EXERCISE AIM -> Restate word for word the entries below, starting with the line with "impl From<Denial> for" and continuing through the line with "invocation was refused.". Include both of those lines and no others.

RECORDS SUPPLIED ->

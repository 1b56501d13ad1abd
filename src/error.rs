use std::fmt;

use crate::config::ConfigError;

/// Errors that can occur while setting up or running the guard.
///
/// Per-invocation denials are values returned to the assistant inside a
/// [`Response`](crate::Response); this type only exists so callers that
/// prefer `?` can lift a denial or a startup fault into one error.
#[derive(Debug)]
pub enum Error {
    /// An invocation was refused
    Denied(Denial),
    /// The function catalog could not be built
    Catalog(CatalogError),
    /// Configuration could not be loaded
    Config(ConfigError),
}

impl fmt::Display for Error {
    fn fmt(&self, f: &mut fmt::Formatter<'_>) -> fmt::Result {
        match self {
            Error::Denied(d) => write!(f, "Invocation denied: {}", d),
            Error::Catalog(e) => write!(f, "Catalog error: {}", e),
            Error::Config(e) => write!(f, "Configuration error: {}", e),
        }
    }
}

impl std::error::Error for Error {
    fn source(&self) -> Option<&(dyn std::error::Error + 'static)> {
        match self {
            Error::Denied(d) => Some(d),
            Error::Catalog(e) => Some(e),
            Error::Config(e) => Some(e),
        }
    }
}

impl From<Denial> for Error {
    fn from(d: Denial) -> Self {
        Error::Denied(d)
    }
}

impl From<CatalogError> for Error {
    fn from(e: CatalogError) -> Self {
        Error::Catalog(e)
    }
}

impl From<ConfigError> for Error {
    fn from(e: ConfigError) -> Self {
        Error::Config(e)
    }
}

/// Why an AI invocation was refused.
#[derive(Debug, Clone, Copy, PartialEq, Eq, Hash)]
pub enum DenialReason {
    /// The function is never reachable from the assistant
    Blocked,
    /// No usable customer identity in the security context
    NotAuthenticated,
    /// The request could not be classified or its owner could not be found
    CannotResolveOwner,
    /// The resource belongs to a different customer
    OwnerMismatch,
}

impl DenialReason {
    /// The fixed message relayed to the assistant for this reason.
    ///
    /// Messages never carry identifiers of the refused resource.
    pub fn user_message(self) -> &'static str {
        match self {
            DenialReason::Blocked => {
                "This operation is not available through the AI assistant for security reasons. \
                 Please contact customer service for assistance."
            }
            DenialReason::NotAuthenticated => "User is not authenticated",
            DenialReason::CannotResolveOwner => {
                "The request could not be matched to an owner or the requested resource was \
                 not found. Request could not be processed."
            }
            DenialReason::OwnerMismatch => {
                "Access denied. You can only access your own data. \
                 If you believe this is an error, please contact customer service."
            }
        }
    }

    /// Short machine-readable code used in logs and audit events.
    pub fn code(self) -> &'static str {
        match self {
            DenialReason::Blocked => "blocked",
            DenialReason::NotAuthenticated => "not_authenticated",
            DenialReason::CannotResolveOwner => "cannot_resolve_owner",
            DenialReason::OwnerMismatch => "owner_mismatch",
        }
    }
}

impl fmt::Display for DenialReason {
    fn fmt(&self, f: &mut fmt::Formatter<'_>) -> fmt::Result {
        f.write_str(self.code())
    }
}

/// A refused invocation of a catalog function.
#[derive(Debug, Clone, PartialEq, Eq)]
pub struct Denial {
    /// Why the invocation was refused
    pub reason: DenialReason,
    /// Name of the function that was invoked
    pub function: &'static str,
}

impl Denial {
    /// Creates a new denial.
    pub fn new(function: &'static str, reason: DenialReason) -> Self {
        Self { reason, function }
    }

    /// The message relayed to the assistant.
    pub fn user_message(&self) -> &'static str {
        self.reason.user_message()
    }
}

impl fmt::Display for Denial {
    fn fmt(&self, f: &mut fmt::Formatter<'_>) -> fmt::Result {
        write!(f, "{} denied: {}", self.function, self.reason)
    }
}

impl std::error::Error for Denial {}

/// Faults detected while building the function catalog.
///
/// These are startup errors; a process must not serve invocations from a
/// catalog that failed to build.
#[derive(Debug, Clone, PartialEq, Eq)]
pub enum CatalogError {
    /// Two functions share the same name
    DuplicateName(&'static str),
    /// A function was registered with a blank name
    EmptyName,
    /// A function has no description for the assistant
    MissingDescription(&'static str),
    /// A registered function is missing from the advertised set
    NotAdvertised(&'static str),
    /// An advertised name has no registered function
    NotRegistered(String),
}

impl fmt::Display for CatalogError {
    fn fmt(&self, f: &mut fmt::Formatter<'_>) -> fmt::Result {
        match self {
            CatalogError::DuplicateName(name) => write!(f, "duplicate function name '{}'", name),
            CatalogError::EmptyName => write!(f, "function registered without a name"),
            CatalogError::MissingDescription(name) => {
                write!(f, "function '{}' has no description", name)
            }
            CatalogError::NotAdvertised(name) => {
                write!(f, "function '{}' is registered but not advertised", name)
            }
            CatalogError::NotRegistered(name) => {
                write!(f, "function '{}' is advertised but not registered", name)
            }
        }
    }
}

impl std::error::Error for CatalogError {}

EXERCISE RESPONSE ->
impl From<Denial> for Error {
    fn from(d: Denial) -> Self {
        Error::Denied(d)
    }
}

impl From<CatalogError> for Error {
    fn from(e: CatalogError) -> Self {
        Error::Catalog(e)
    }
}

impl From<ConfigError> for Error {
    fn from(e: ConfigError) -> Self {
        Error::Config(e)
    }
}

/// Why an AI invocation was refused.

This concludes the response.